The Carpinteria High School girls golf team teed up a new era this past season under coach Reina Kearns. The former Oxnard High School and Long Beach State linkster answered the call of Ana Blair, mother to twin sisters and CHS golfers Amanda and Mikayla Blair, this fall when the team was desperate to find a coach.

Ana emailed River Ridge Golf Club in Oxnard, along with other area clubs, explaining that the Warriors were without a coach and the season had just begun, and Kearns, an assistant at the club, answered the call.

“The girls weren’t quite sure if they were going to have a team … it was a little rocky, but we figured it out,” said the coach who got the team on track and oversaw a 12-2 campaign.

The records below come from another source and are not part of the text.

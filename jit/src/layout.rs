//!
//! Size Classes and the Heap Layout Model
//!
//! Every heap-representable value falls into one of four size classes:
//! heap pointer, signed integer, byte, wide character. The class decides
//! the native width, the Cranelift type used when emitting code, and the
//! marshaling strategy across the interpreter/compiled-code boundary.
//!
//! The layout model also owns the arithmetic for fixed-layout objects
//! (C-like field placement) and for variable-length headers
//! ([pad1][length][pad2][items]), including the padding invariant that
//! guards against an inconsistent platform layout.
//!

use cranelift::prelude::types;
use cranelift_codegen::ir::Type;

use karst_runtime::layout::{WIDE_CHAR, WORD};
use karst_runtime::mem;

use crate::error::BackendError;
use crate::trace::Value;

/// The structural description of a heap-representable type, as the
/// embedding interpreter sees it. Descriptor cache keys are built from
/// these, so equality is structural.
#[derive(Debug, Clone, Copy, PartialEq, Eq, Hash)]
pub enum HeapType {
    /// Pointer to a managed heap object.
    GcPtr,
    /// Signed machine integer.
    Int,
    /// Byte, also used for narrow characters.
    Byte,
    /// Full-code-point wide character.
    WideChar,
    /// Described but not representable by this backend.
    Float,
}

/// One of the four native representation granularities.
#[derive(Debug, Clone, Copy, PartialEq, Eq, Hash)]
#[repr(usize)]
pub enum SizeClass {
    Ptr = 0,
    Int = 1,
    Byte = 2,
    WideChar = 3,
}

impl SizeClass {
    pub const ALL: [SizeClass; 4] = [
        SizeClass::Ptr,
        SizeClass::Int,
        SizeClass::Byte,
        SizeClass::WideChar,
    ];

    /// Map a heap type to its size class. Anything without a native
    /// representation is a fatal configuration error.
    pub fn of_type(ty: HeapType) -> Result<SizeClass, BackendError> {
        match ty {
            HeapType::GcPtr => Ok(SizeClass::Ptr),
            HeapType::Int => Ok(SizeClass::Int),
            HeapType::Byte => Ok(SizeClass::Byte),
            HeapType::WideChar => Ok(SizeClass::WideChar),
            other => Err(BackendError::UnsupportedSize(other)),
        }
    }

    pub fn index(self) -> usize {
        self as usize
    }

    pub fn byte_size(self) -> usize {
        match self {
            SizeClass::Ptr | SizeClass::Int => WORD,
            SizeClass::Byte => 1,
            SizeClass::WideChar => WIDE_CHAR,
        }
    }

    /// Read a value of this class at (base, byte offset). Narrow classes
    /// widen into an integer value.
    pub unsafe fn read_at(self, base: *mut u8, offset: usize) -> Value {
        unsafe {
            match self {
                SizeClass::Ptr => Value::Ptr(mem::read_ptr(base, offset)),
                SizeClass::Int => Value::Int(mem::read_word(base, offset)),
                SizeClass::Byte => Value::Int(mem::read_byte(base, offset) as i64),
                SizeClass::WideChar => Value::Int(mem::read_wide(base, offset) as i64),
            }
        }
    }

    /// Write a value of this class at (base, byte offset). Narrow classes
    /// truncate to their width.
    pub unsafe fn write_at(
        self,
        base: *mut u8,
        offset: usize,
        value: Value,
    ) -> Result<(), BackendError> {
        unsafe {
            match (self, value) {
                (SizeClass::Ptr, Value::Ptr(p)) => mem::write_ptr(base, offset, p),
                (SizeClass::Int, Value::Int(v)) => mem::write_word(base, offset, v),
                (SizeClass::Byte, Value::Int(v)) => mem::write_byte(base, offset, v as u8),
                (SizeClass::WideChar, Value::Int(v)) => mem::write_wide(base, offset, v as u32),
                (class, Value::Ptr(_)) => {
                    return Err(BackendError::ClassMismatch(class, "pointer"));
                }
                (class, Value::Int(_)) => {
                    return Err(BackendError::ClassMismatch(class, "integer"));
                }
            }
        }
        Ok(())
    }
}

/// The Cranelift type for each size class, chosen once at startup from
/// the host ISA's pointer type.
#[derive(Debug, Clone, Copy)]
pub struct ClassTypes {
    by_class: [Type; 4],
}

impl ClassTypes {
    pub fn new(word_ty: Type) -> Self {
        Self {
            by_class: [word_ty, word_ty, types::I8, types::I32],
        }
    }

    pub fn of(&self, class: SizeClass) -> Type {
        self.by_class[class.index()]
    }

    pub fn word(&self) -> Type {
        self.by_class[SizeClass::Int.index()]
    }
}

/// Structural description of a fixed-layout heap object: named fields in
/// declaration order. Objects participating in `new_with_vtable` start
/// with the canonical type-identity field.
#[derive(Debug, Clone, PartialEq, Eq, Hash)]
pub struct StructDesc {
    pub name: String,
    pub fields: Vec<(String, HeapType)>,
}

impl StructDesc {
    pub fn new(name: impl Into<String>, fields: Vec<(String, HeapType)>) -> Self {
        Self {
            name: name.into(),
            fields,
        }
    }

    /// The canonical object header every vtable-carrying object embeds at
    /// offset zero.
    pub fn object() -> Self {
        Self::new("object", vec![("typeid".to_string(), HeapType::GcPtr)])
    }

    /// Byte offset and size class of a field. Each field is aligned to
    /// its own width.
    pub fn field_layout(&self, field: &str) -> Result<(usize, SizeClass), BackendError> {
        let mut offset = 0usize;
        for (name, ty) in &self.fields {
            let class = SizeClass::of_type(*ty)?;
            offset = align_to(offset, class.byte_size());
            if name == field {
                return Ok((offset, class));
            }
            offset += class.byte_size();
        }
        Err(BackendError::UnknownField {
            name: self.name.clone(),
            field: field.to_string(),
        })
    }

    /// Total object size, rounded up to word alignment.
    pub fn byte_size(&self) -> Result<usize, BackendError> {
        let mut offset = 0usize;
        for (_, ty) in &self.fields {
            let class = SizeClass::of_type(*ty)?;
            offset = align_to(offset, class.byte_size());
            offset += class.byte_size();
        }
        Ok(align_to(offset, WORD))
    }
}

fn align_to(offset: usize, align: usize) -> usize {
    offset.div_ceil(align) * align
}

/// Layout of a variable-length heap object:
/// [pad1][length: word][pad2][items], with pad1 = length_offset and
/// pad2 = base_size - length_offset - word. Negative padding means the
/// platform layout assumptions are broken, which is fatal.
#[derive(Debug, Clone, Copy)]
pub struct HeaderLayout {
    pub item_ty: Type,
    pub item_size: usize,
    pub length_offset: usize,
    pub items_offset: usize,
}

impl HeaderLayout {
    pub fn build(
        base_size: usize,
        item_class: SizeClass,
        length_offset: usize,
        class_types: &ClassTypes,
    ) -> Result<Self, BackendError> {
        let pad2 = base_size as isize - length_offset as isize - WORD as isize;
        if pad2 < 0 {
            return Err(BackendError::InconsistentLayout {
                base_size,
                length_offset,
            });
        }
        Ok(HeaderLayout {
            item_ty: class_types.of(item_class),
            item_size: item_class.byte_size(),
            length_offset,
            items_offset: base_size,
        })
    }

    /// Byte offset of item `index`.
    pub fn item_offset(&self, index: i64) -> usize {
        self.items_offset + index as usize * self.item_size
    }
}

#[cfg(test)]
mod tests {
    use super::*;
    use karst_runtime::alloc::karst_alloc;

    #[test]
    fn test_size_class_mapping() {
        assert_eq!(SizeClass::of_type(HeapType::GcPtr).unwrap(), SizeClass::Ptr);
        assert_eq!(SizeClass::of_type(HeapType::Int).unwrap(), SizeClass::Int);
        assert_eq!(SizeClass::of_type(HeapType::Byte).unwrap(), SizeClass::Byte);
        assert_eq!(
            SizeClass::of_type(HeapType::WideChar).unwrap(),
            SizeClass::WideChar
        );
        assert!(matches!(
            SizeClass::of_type(HeapType::Float),
            Err(BackendError::UnsupportedSize(HeapType::Float))
        ));
    }

    #[test]
    fn test_field_offsets_respect_alignment() {
        let desc = StructDesc::new(
            "thing",
            vec![
                ("typeid".to_string(), HeapType::GcPtr),
                ("count".to_string(), HeapType::Int),
                ("flag".to_string(), HeapType::Byte),
                ("tag".to_string(), HeapType::WideChar),
            ],
        );
        assert_eq!(desc.field_layout("typeid").unwrap(), (0, SizeClass::Ptr));
        assert_eq!(desc.field_layout("count").unwrap(), (WORD, SizeClass::Int));
        assert_eq!(
            desc.field_layout("flag").unwrap(),
            (2 * WORD, SizeClass::Byte)
        );
        // The wide char realigns to a 4-byte boundary past the flag byte.
        assert_eq!(
            desc.field_layout("tag").unwrap(),
            (2 * WORD + 4, SizeClass::WideChar)
        );
        // Total size is word-aligned.
        assert_eq!(desc.byte_size().unwrap(), 3 * WORD);
    }

    #[test]
    fn test_unknown_field_is_fatal() {
        let desc = StructDesc::object();
        assert!(matches!(
            desc.field_layout("missing"),
            Err(BackendError::UnknownField { .. })
        ));
    }

    #[test]
    fn test_header_layout_invariant() {
        let class_types = ClassTypes::new(types::I64);
        let layout =
            HeaderLayout::build(2 * WORD, SizeClass::Int, WORD, &class_types).unwrap();
        assert_eq!(layout.length_offset, WORD);
        assert_eq!(layout.items_offset, 2 * WORD);
        assert_eq!(layout.item_offset(3), 2 * WORD + 3 * WORD);

        // A length word that does not fit inside the base size must be
        // rejected, not silently wrapped.
        assert!(matches!(
            HeaderLayout::build(WORD, SizeClass::Int, WORD, &class_types),
            Err(BackendError::InconsistentLayout { .. })
        ));
    }

    #[test]
    fn test_class_read_write_round_trip() {
        unsafe {
            let base = karst_alloc(64);

            SizeClass::Int.write_at(base, 0, Value::Int(-7)).unwrap();
            assert_eq!(SizeClass::Int.read_at(base, 0), Value::Int(-7));

            let p = 0x4000 as *mut u8;
            SizeClass::Ptr.write_at(base, 8, Value::Ptr(p)).unwrap();
            assert_eq!(SizeClass::Ptr.read_at(base, 8), Value::Ptr(p));

            // Byte stores truncate to one byte.
            SizeClass::Byte.write_at(base, 16, Value::Int(0x1ff)).unwrap();
            assert_eq!(SizeClass::Byte.read_at(base, 16), Value::Int(0xff));

            // Wide-character stores truncate to the platform width.
            SizeClass::WideChar
                .write_at(base, 20, Value::Int(0x1_0000_0041))
                .unwrap();
            assert_eq!(SizeClass::WideChar.read_at(base, 20), Value::Int(0x41));
        }
    }

    #[test]
    fn test_class_write_rejects_wrong_kind() {
        unsafe {
            let base = karst_alloc(16);
            assert!(matches!(
                SizeClass::Int.write_at(base, 0, Value::Ptr(std::ptr::null_mut())),
                Err(BackendError::ClassMismatch(SizeClass::Int, "pointer"))
            ));
        }
    }
}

With just six players (five being the minimum required to compete), the Warriors took off from the start. Tahis Alcantar, Iliana Esquivel, Lucy Light and Ariana Vega filled in the four slots not occupied by the Blairs, and the squad registered individual and team bests as they improved throughout the season.

The Warriors ended up beating perennial Tri-Valley League power house La Reina High School for the first time in the program’s history, then later in the year repeated the feat. Mikayla and Amanda were also named to the All-TVL Second Team, and Carpinteria’s only losses on the season came at the hands of Foothill Tech.

Former Warrior girls golf coach Steve Benzin’s penchant for recruiting softball players at the school, taking advantage of their athleticism on the course, allowed Kearns to inherit four seasoned athletes. Still, she focused early on tweaking their softball swing-influenced mechanics.

“It was nice having them have an athletic background, but it definitely does conflict a little bit,” said Kearns who also teaches individual clinics and group sessions at River Ridge. “In softball (the swing) is more horizontal, and golf is more vertical.” It was difficult getting the Blair twins, Esquivel and Light (the four softballers) to transition to golf strokes from softball swings; but when they did, it was a beautiful sight to see, she explained.

“There were a couple of tournaments where Iliana, she’s really strong … where she drove the green,” said Kearns of Esquivel’s prowess.

However, with only Light and Vega returning next season, Carpinteria could be hard-pressed to match this year’s success next fall. The ultra-positive coach who is currently serving an apprenticeship with PGA America to become a Class A professional, seems up for the challenge.

She hopes to get some help from the two underclassmen in recruiting their friends with a goal of fielding a squad with anywhere from six to nine members next year. “I want to try and do some clinics during the summer, maybe at Tee Time, and invite the girls that haven’t tried it, or have an interest in it,” said Kearns.